The latter during those centuries served as proto-Romance, a reconstructed ancestor of the Romance languages. Although Late Latin reflects an upsurge of the use of Vulgar Latin vocabulary and constructs, it remains to a large extent classical in overall features, depending on the author. Some are more literary and classical, some more inclined to the vernacular.
Nor is Late Latin identical to Christian or patristic Latin, the theological writings of the early Christian fathers. They are considered a subset of Late Latin, but much of the latter especially in the early part of the period was written by pagans. Late Latin formed during a time when mercenaries from non-Latin-speaking peoples on the borders of the empire were being subsumed and assimilated in large numbers and the rise of Christianity was introducing a heightened divisiveness in Roman society, creating more of a need for a standard means of communicating between different socioeconomic registers and widely separated regions of the sprawling empire.

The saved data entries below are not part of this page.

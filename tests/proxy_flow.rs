//! End-to-end cache sharing, cache bypass, temp-ban gating, and the
//! reserved endpoints.

mod support;

use std::sync::atomic::{AtomicUsize, Ordering};
use std::sync::Arc;
use support::{error_body, ok_body, start_proxy, timestamp_in, UpstreamFn};

#[tokio::test]
async fn repeated_requests_share_one_upstream_fetch() {
    let handler: Arc<UpstreamFn> = Arc::new(|_path, _params| {
        (
            200,
            ok_body("2030-01-01 00:00:00", "<result>alpha</result>"),
        )
    });
    let proxy = start_proxy(handler, 3).await;

    let (status_a, body_a) = proxy.get("/eve/characterid.xml.aspx?names=CCP").await;
    let (status_b, body_b) = proxy.get("/eve/characterid.xml.aspx?names=CCP").await;

    assert_eq!(status_a, 200);
    assert_eq!(status_b, 200);
    assert_eq!(body_a, body_b);
    assert_eq!(proxy.hits(), 1);
}

#[tokio::test]
async fn force_bypasses_the_cache_read_and_overwrites_the_entry() {
    let serial = Arc::new(AtomicUsize::new(0));
    let handler: Arc<UpstreamFn> = {
        let serial = serial.clone();
        Arc::new(move |_path, _params| {
            let n = serial.fetch_add(1, Ordering::SeqCst) + 1;
            (
                200,
                ok_body(&timestamp_in(3600), &format!("<serial>{n}</serial>")),
            )
        })
    };
    let proxy = start_proxy(handler, 3).await;

    let (_, first) = proxy.get("/eve/characterid.xml.aspx?names=CCP").await;
    assert!(first.contains("<serial>1</serial>"));
    assert_eq!(proxy.hits(), 1);

    let (_, forced) = proxy
        .get("/eve/characterid.xml.aspx?names=CCP&force=1")
        .await;
    assert!(forced.contains("<serial>2</serial>"));
    assert_eq!(proxy.hits(), 2);

    // The forced fetch replaced the cached entry.
    let (_, cached) = proxy.get("/eve/characterid.xml.aspx?names=CCP").await;
    assert!(cached.contains("<serial>2</serial>"));
    assert_eq!(proxy.hits(), 2);
}

#[tokio::test]
async fn nocache_requests_neither_read_nor_write_the_cache() {
    let serial = Arc::new(AtomicUsize::new(0));
    let handler: Arc<UpstreamFn> = {
        let serial = serial.clone();
        Arc::new(move |_path, _params| {
            let n = serial.fetch_add(1, Ordering::SeqCst) + 1;
            (
                200,
                ok_body(&timestamp_in(3600), &format!("<serial>{n}</serial>")),
            )
        })
    };
    let proxy = start_proxy(handler, 3).await;

    let (_, first) = proxy
        .get("/eve/characterid.xml.aspx?names=CCP&nocache=1")
        .await;
    let (_, second) = proxy
        .get("/eve/characterid.xml.aspx?names=CCP&nocache=1")
        .await;

    assert!(first.contains("<serial>1</serial>"));
    assert!(second.contains("<serial>2</serial>"));
    assert_eq!(proxy.hits(), 2);
}

#[tokio::test]
async fn unknown_pages_get_a_synthetic_404() {
    let handler: Arc<UpstreamFn> =
        Arc::new(|_path, _params| (200, ok_body(&timestamp_in(3600), "<r/>")));
    let proxy = start_proxy(handler, 3).await;

    let (status, body) = proxy.get("/not/a/real/page.xml.aspx").await;
    assert_eq!(status, 404);
    assert!(body.contains("error code=\"404\""));
    assert!(body.contains("Invalid API page."));
    assert_eq!(proxy.hits(), 0);
}

#[tokio::test]
async fn paths_are_cleaned_and_matched_case_insensitively() {
    let handler: Arc<UpstreamFn> =
        Arc::new(|_path, _params| (200, ok_body(&timestamp_in(3600), "<r/>")));
    let proxy = start_proxy(handler, 3).await;

    let (status, _) = proxy.get("/Eve/CharacterID.xml.aspx/?names=CCP").await;
    assert_eq!(status, 200);

    let (status, _) = proxy
        .get("/char//skills.xml.aspx?keyid=1&vcode=abc")
        .await;
    assert_eq!(status, 200);
}

#[tokio::test]
async fn upstream_ban_code_short_circuits_everything_else() {
    let handler: Arc<UpstreamFn> = Arc::new(|path, _params| {
        if path == "/eve/alliancelist.xml.aspx" {
            (200, error_body(904, "banned", &timestamp_in(60)))
        } else {
            (200, ok_body(&timestamp_in(3600), "<r/>"))
        }
    });
    let proxy = start_proxy(handler, 3).await;

    // The ban response itself is passed through with the upstream status.
    let (status, body) = proxy.get("/eve/alliancelist.xml.aspx").await;
    assert_eq!(status, 200);
    assert!(body.contains("error code=\"904\""));
    assert_eq!(proxy.hits(), 1);

    // Every following request is answered synthetically without a POST.
    for i in 0..20 {
        let (status, body) = proxy
            .get(&format!("/eve/characterid.xml.aspx?names=pilot{i}"))
            .await;
        assert_eq!(status, 418, "request {i} should be gated");
        assert!(body.contains("error code=\"904\""));
    }
    assert_eq!(proxy.hits(), 1);

    // Identical repeats hit the cached synthetic entry.
    let (status, _) = proxy.get("/eve/characterid.xml.aspx?names=pilot0").await;
    assert_eq!(status, 418);
    assert_eq!(proxy.hits(), 1);

    let (until, code) = proxy.state.client.panic_snapshot().expect("active panic");
    assert_eq!(code, 904);
    assert!(until > chrono::Utc::now());
}

#[tokio::test]
async fn stats_page_reports_counters() {
    let handler: Arc<UpstreamFn> =
        Arc::new(|_path, _params| (200, ok_body(&timestamp_in(3600), "<r/>")));
    let proxy = start_proxy(handler, 3).await;

    proxy.get("/server/serverstatus.xml.aspx").await;

    let (status, body) = proxy.get("/stats").await;
    assert_eq!(status, 200);
    assert!(body.contains("workers:"));
    assert!(body.contains("cache:"));
    assert!(body.contains("limits:"));
    assert!(body.contains("panic: clear"));
}

#[tokio::test]
async fn logon_and_logoff_adjust_verbosity() {
    let handler: Arc<UpstreamFn> =
        Arc::new(|_path, _params| (200, ok_body(&timestamp_in(3600), "<r/>")));
    let proxy = start_proxy(handler, 3).await;

    let (status, _) = proxy.get("/logon").await;
    assert_eq!(status, 200);
    let (status, _) = proxy.get("/logoff").await;
    assert_eq!(status, 200);
}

A new and more universal speech evolved from the main elements: classical Latin, Christian Latin, which featured sermo humilis, "ordinary speech" in which the people were to be addressed, and all the various dialects of Vulgar Latin. The linguist, Antoine Meillet, said Sans que l'aspect extérieur de la langue se soit beacoup modifié, le Latin est devenu au course de l'epoque impériale une langue nouvelle, "without the exterior appearance of the language being much modified, Latin became in the course of the imperial epoch a new language" and Servant en quelque sorte de lingua franca à un grand empire, le Latin a tendu à se simplifier, à garder surtout ce qu'il avait de banal ...."Serving as some sort of lingua franca to a large empire, Latin tended to become simpler, to keep above all what it had of the ordinary ...." Neither Late Latin nor Late Antiquity are modern terms or concepts; their origin remains obscure.
They are not ancient, either. A notice in Harper's New Monthly Magazine of the publication of Andrews' Freund's Lexicon of the Latin Language in 1850 mentions that the dictionary divides Latin into ante-classic, quite classic, Ciceronian, Augustan, post-Augustan and post-classic or late Latin, which indicates the term already was in professional use by English classicists in the early 19th century. Instances of English vernacular use of the term may also be found from the 18th century.
The term Late Antiquity meaning post-classical and pre-medieval had currency in English well before then.